§ **Problem requirements**
Search the records below for the word "path" and show every line where it occurs.

§ **Dataset content**

//! Typed marketplace endpoints.

use std::num::NonZeroU32;
use std::path::Path;

use marketplace_core::{Email, Product, ProductId, Session, UserId};
use secrecy::{ExposeSecret, SecretString};
use serde::{Deserialize, Serialize};
use tracing::instrument;

use super::{ApiClient, ApiError, FormPart};

/// Typed access to the marketplace REST endpoints.
#[derive(Clone)]
pub struct MarketplaceApi {
    client: ApiClient,
}

/// Response body of `GET /total_pages`.
#[derive(Debug, Deserialize)]
struct TotalPagesResponse {
    total_pages: u32,
}

/// Credentials for `POST /login`.
pub struct LoginRequest {
    pub email: Email,
    pub password: SecretString,
}

impl Serialize for LoginRequest {
    fn serialize<S: serde::Serializer>(&self, serializer: S) -> Result<S::Ok, S::Error> {
        use serde::ser::SerializeStruct;

        let mut state = serializer.serialize_struct("LoginRequest", 2)?;
        state.serialize_field("email", &self.email)?;
        state.serialize_field("password", self.password.expose_secret())?;
        state.end()
    }
}

/// Response body of a successful `POST /login`.
///
/// Every field is optional on the wire; a response missing any of them
/// does not yield a session.
#[derive(Debug, Default, Deserialize)]
pub struct LoginResponse {
    #[serde(default)]
    token: Option<String>,
    #[serde(default)]
    first_name: Option<String>,
    #[serde(default)]
    user_id: Option<WireId>,
}

/// The backend sends user ids as numbers, but older builds sent strings.
#[derive(Debug, Deserialize)]
#[serde(untagged)]
enum WireId {
    Number(i64),
    Text(String),
}

impl WireId {
    fn into_string(self) -> String {
        match self {
            Self::Number(n) => n.to_string(),
            Self::Text(s) => s,
        }
    }
}

impl LoginResponse {
    /// The session described by this response, if it is complete.
    #[must_use]
    pub fn into_session(self) -> Option<Session> {
        Session::from_parts(
            self.token,
            self.user_id.map(WireId::into_string),
            self.first_name,
        )
    }
}

/// Signup form for `POST /register`.
pub struct RegisterRequest {
    pub first_name: String,
    pub last_name: String,
    pub full_address: String,
    pub email: Email,
    pub password: SecretString,
}

impl Serialize for RegisterRequest {
    fn serialize<S: serde::Serializer>(&self, serializer: S) -> Result<S::Ok, S::Error> {
        use serde::ser::SerializeStruct;

        let mut state = serializer.serialize_struct("RegisterRequest", 5)?;
        state.serialize_field("first_name", &self.first_name)?;
        state.serialize_field("last_name", &self.last_name)?;
        state.serialize_field("full_address", &self.full_address)?;
        state.serialize_field("email", &self.email)?;
        state.serialize_field("password", self.password.expose_secret())?;
        state.end()
    }
}

/// An image attached to a new product.
#[derive(Debug, Clone)]
pub struct ImageFile {
    pub file_name: String,
    pub bytes: Vec<u8>,
    pub mime: Option<String>,
}

impl ImageFile {
    /// Read an image from disk, guessing its MIME type from the extension.
    ///
    /// # Errors
    ///
    /// Returns the underlying I/O error if the file cannot be read.
    pub async fn from_path(path: &Path) -> std::io::Result<Self> {
        let bytes = tokio::fs::read(path).await?;
        let file_name = path
            .file_name()
            .map_or_else(|| "upload".to_owned(), |n| n.to_string_lossy().into_owned());
        let mime = path
            .extension()
            .and_then(|ext| image_mime(&ext.to_string_lossy()))
            .map(str::to_owned);
        Ok(Self {
            file_name,
            bytes,
            mime,
        })
    }
}

fn image_mime(extension: &str) -> Option<&'static str> {
    match extension.to_ascii_lowercase().as_str() {
        "png" => Some("image/png"),
        "jpg" | "jpeg" => Some("image/jpeg"),
        "gif" => Some("image/gif"),
        "webp" => Some("image/webp"),
        "svg" => Some("image/svg+xml"),
        _ => None,
    }
}

/// The "add product" form.
///
/// Text fields are sent exactly as entered; the backend does all
/// validation. The image is optional on the client side.
#[derive(Debug, Clone, Default)]
pub struct NewProduct {
    pub name: String,
    pub description: String,
    pub price: String,
    pub quantity: String,
    pub image: Option<ImageFile>,
}

impl NewProduct {
    /// Multipart fields in submission order.
    ///
    /// Without an image there is simply no `image` part.
    #[must_use]
    pub fn into_parts(self) -> Vec<FormPart> {
        let mut parts = vec![
            FormPart::text("name", self.name),
            FormPart::text("description", self.description),
            FormPart::text("price", self.price),
            FormPart::text("quantity", self.quantity),
        ];
        if let Some(image) = self.image {
            parts.push(FormPart::File {
                name: "image".to_owned(),
                file_name: image.file_name,
                bytes: image.bytes,
                mime: image.mime,
            });
        }
        parts
    }
}

impl MarketplaceApi {
    #[must_use]
    pub const fn new(client: ApiClient) -> Self {
        Self { client }
    }

    #[must_use]
    pub const fn client(&self) -> &ApiClient {
        &self.client
    }

    /// A clone of this API that authenticates as `session`.
    #[must_use]
    pub fn with_session(&self, session: &Session) -> Self {
        Self::new(self.client.with_session(session))
    }

    /// `GET /total_pages?limit=N`.
    ///
    /// # Errors
    ///
    /// Returns `ApiError` if the request fails or the body lacks `total_pages`.
    #[instrument(level = "debug", skip(self))]
    pub async fn total_pages(&self, limit: NonZeroU32) -> Result<u32, ApiError> {
        let response = self
            .client
            .get("total_pages", &[("limit", limit.to_string())])
            .await?;
        Ok(response.json::<TotalPagesResponse>()?.total_pages)
    }

    /// `GET /products?skip=N&limit=N`.
    ///
    /// # Errors
    ///
    /// Returns `ApiError` if the request fails or the body is not a product list.
    #[instrument(level = "debug", skip(self))]
    pub async fn products(&self, skip: u64, limit: NonZeroU32) -> Result<Vec<Product>, ApiError> {
        self.client
            .get(
                "products",
                &[("skip", skip.to_string()), ("limit", limit.to_string())],
            )
            .await?
            .json()
    }

    /// `GET /user_products/{user_id}`. Requires a session.
    ///
    /// # Errors
    ///
    /// Returns `ApiError` if the request fails or the body is not a product list.
    #[instrument(level = "debug", skip(self))]
    pub async fn user_products(&self, user_id: UserId) -> Result<Vec<Product>, ApiError> {
        self.client
            .get(&format!("user_products/{user_id}"), &[])
            .await?
            .json()
    }

    /// `POST /products` as multipart. Requires a session.
    ///
    /// Returns the created product when the backend echoes one back in a
    /// recognisable shape.
    ///
    /// # Errors
    ///
    /// Returns `ApiError` if the request fails.
    #[instrument(level = "debug", skip(self, product), fields(name = %product.name))]
    pub async fn create_product(&self, product: NewProduct) -> Result<Option<Product>, ApiError> {
        let response = self
            .client
            .post_multipart("products", product.into_parts())
            .await?;
        match serde_json::from_value::<Product>(response.body) {
            Ok(created) => Ok(Some(created)),
            Err(e) => {
                tracing::debug!(error = %e, "Create response did not contain a product");
                Ok(None)
            }
        }
    }

    /// `DELETE /products/{id}`. Requires a session.
    ///
    /// # Errors
    ///
    /// Returns `ApiError` if the request fails.
    #[instrument(level = "debug", skip(self))]
    pub async fn delete_product(&self, id: ProductId) -> Result<(), ApiError> {
        self.client.delete(&format!("products/{id}")).await?;
        Ok(())
    }

    /// `POST /login`.
    ///
    /// # Errors
    ///
    /// Returns `ApiError::Http` when the credentials are rejected.
    #[instrument(level = "debug", skip(self, request), fields(email = %request.email))]
    pub async fn login(&self, request: &LoginRequest) -> Result<LoginResponse, ApiError> {
        self.client.post_json("login", request).await?.json()
    }

    /// `POST /register`.
    ///
    /// # Errors
    ///
    /// Returns `ApiError::Http` when the backend refuses the signup.
    #[instrument(level = "debug", skip(self, request), fields(email = %request.email))]
    pub async fn register(&self, request: &RegisterRequest) -> Result<(), ApiError> {
        self.client.post_json("register", request).await?;
        Ok(())
    }
}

§ **Answer to the problem**
use std::path::Path;
    pub async fn from_path(path: &Path) -> std::io::Result<Self> {
        let bytes = tokio::fs::read(path).await?;
        let file_name = path
        let mime = path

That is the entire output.